You think to yourself, what is happening? Has the world gone mad? Why are there so many dangerous materials? How did I not know? You listen, and you change behavior again, and then a third time. More ads show up, more recommended watches pop up.
You are in the loop. Is it a doom loop? Maybe. Maybe not.
Some would argue trying to be more ecologically conscious can never be a doom loop. I selected this example to question what is “doom,” because picking a political side, which has featured in this series, is also not a doom. It is when we do not know we are in the loop, and can no longer recognize the echo chamber we built for ourselves that the doom begins.
Echo chamber: An environment or ecosystem in which participants encounter beliefs that amplify or reinforce their preexisting beliefs by communication and repetition inside a closed system and insulated from rebuttal.
You didn’t enter it on purpose. You acted once. But in that action, you tell the algorithm, I will spend time here. Time “here,” means that more ad revenue will be realized in this location. The ads flock to you, you reinforce the algorithm by your purchases, and the algorithm tightens its displays for you, showing you more of what it thinks you want to see.
A problem is that it can happen when it is NOT what you want to see.
A new example.
You read an article about murder. Your pick of which kind. High school shooting. Family dispute. Drug gangs. You spend a substantial portion of time reading the article or watching the video. The algorithm picks up on this. You see more advertisements about how this is a problem. Maybe it is accompanied by self-defense ads, gun ads, body armor ads, home security system ads, etc.
You read them because you are afraid. Your heart rate spikes, you are saddened and unhappy. You take no particular action to change anything, but you flock every day to the same information presented by the feeds. What happens? You are in an echo chamber again. You become convinced that violence is higher or worse than it is, and while any murder is too much, you would overestimate the amount per capita and your own danger because your personal data set shows a disproportionate amount of it. You start to be afraid of strangers, or family members or whoever is the source of violence as you perceive it. You feel doom, and your blood-work will show you do with stress hormone levels andblood presure rise.
It’s a doom loop.
Every echo chamber is bad. Let me say that again because I don’t believe it matters what echo chamber you are referencing. All echo chambers are bad. No beliefs, no facts, are valid if they are not reasonably challenged from outside.
But what we can accidentally do with the internet is not just an echo chamber which is bad for us, but one that as we have seen in this series, drives the entire internet to a particular behavior introducing new people to our fear or hate chambers.
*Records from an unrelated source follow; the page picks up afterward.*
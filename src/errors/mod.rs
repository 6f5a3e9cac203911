//! Error handling utilities for the reverie application.
//!
//! This module provides the central error type `AppError` which represents all
//! possible error conditions that might occur in the application, as well as the
//! convenience type alias `AppResult` for functions that can return these errors.
//!
//! Note that the reflection pipeline itself never hands these errors to its
//! callers: `DreamOracle` collapses them into fallback sentences. They surface
//! only from configuration, storage and the CLI.

use std::io;
use thiserror::Error;

/// Represents specific error cases that can occur during database operations.
///
/// # Examples
///
/// ```
/// use reverie::errors::DatabaseError;
///
/// let error = DatabaseError::NotFound("Dream with id abc not found".to_string());
/// assert!(format!("{}", error).contains("not found"));
/// ```
#[derive(Debug, Error)]
pub enum DatabaseError {
    /// SQLite database error.
    #[error("Database error: {0}\n\nIf you're seeing 'file is not a database', the dream store may be corrupted or belong to another application.")]
    Sqlite(#[from] rusqlite::Error),

    /// Connection pool error.
    #[error("Failed to get connection from pool: {0}\n\nThis may indicate database connection issues. Try closing other reverie instances.")]
    Pool(#[from] r2d2::Error),

    /// Requested dream not found in database.
    #[error("Dream not found: {0}")]
    NotFound(String),
}

/// Represents specific error cases that can occur while talking to a model.
///
/// These never reach a user directly; the gateway logs them and substitutes a
/// fallback sentence.
///
/// # Examples
///
/// ```
/// use reverie::errors::AIError;
///
/// let error = AIError::Api { status: 503, body: "overloaded".to_string() };
/// assert!(format!("{}", error).contains("503"));
/// ```
#[derive(Debug, Error)]
pub enum AIError {
    /// The model endpoint could not be reached, or the request timed out.
    #[error("Model endpoint unreachable: {0}")]
    Unreachable(#[source] reqwest::Error),

    /// The endpoint answered with a non-success status.
    #[error("Model endpoint returned HTTP {status}: {body}")]
    Api {
        /// HTTP status code
        status: u16,
        /// Response body, for server-side diagnostics only
        body: String,
    },

    /// The response body could not be understood.
    #[error("Invalid response from model endpoint: {0}")]
    InvalidResponse(String),

    /// The response was well-formed but carried no usable text.
    #[error("Model endpoint returned no text")]
    EmptyResponse,
}

/// Represents all possible errors that can occur in the reverie application.
///
/// This enum is the central error type used across the application, with variants
/// for different error categories. It uses `thiserror` for deriving the `Error` trait
/// implementation and formatted error messages.
///
/// # Examples
///
/// Creating a configuration error:
/// ```
/// use reverie::errors::AppError;
///
/// let error = AppError::Config("GEMINI_API_KEY is not set".to_string());
/// assert_eq!(format!("{}", error), "Configuration error: GEMINI_API_KEY is not set");
/// ```
///
/// Converting from an IO error:
/// ```
/// use reverie::errors::AppError;
/// use std::io::{self, ErrorKind};
///
/// let io_error = io::Error::new(ErrorKind::NotFound, "file not found");
/// let app_error: AppError = io_error.into();
///
/// match app_error {
///     AppError::Io(inner) => assert_eq!(inner.kind(), ErrorKind::NotFound),
///     _ => panic!("Expected Io variant"),
/// }
/// ```
#[derive(Debug, Error)]
pub enum AppError {
    /// Errors related to configuration loading or validation.
    #[error("Configuration error: {0}")]
    Config(String),

    /// Input/output errors from filesystem or socket operations.
    #[error("I/O error: {0}")]
    Io(#[from] io::Error),

    /// Errors in dream handling (unknown ids, unusable input files).
    #[error("Dream error: {0}")]
    Dream(String),

    /// Errors serializing or parsing JSON documents.
    #[error("JSON error: {0}")]
    Json(#[from] serde_json::Error),

    /// Errors related to database operations.
    #[error("Database error: {0}")]
    Database(#[from] DatabaseError),

    /// Errors related to model calls.
    #[error("AI error: {0}")]
    AI(#[from] AIError),
}

/// A type alias for `Result<T, AppError>` to simplify function signatures.
///
/// # Examples
///
/// ```
/// use reverie::errors::{AppResult, AppError};
///
/// fn might_fail() -> AppResult<String> {
///     if false {
///         return Err(AppError::Dream("Something went wrong".to_string()));
///     }
///     Ok("Operation succeeded".to_string())
/// }
/// ```
pub type AppResult<T> = Result<T, AppError>;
We must be careful to engage with material which is broad, deliberately from conflicting points of view. We must read and listen carefully for when we are no longer hearing anything which contradicts us, and we are too comfortable. We must be careful when we are listening and EVERYTHING scares us. The world is measurably better than it has ever been, with points that need work, sometimes a lot of work, but not a cesspool of failure with bright spots.
Avoid echo chambers. Avoid them in the small things you read. Avoid them in your books. This channel has often said we should read widely. This is another reason to do so.
Remember what you read determines not only your future, but the future of the internet.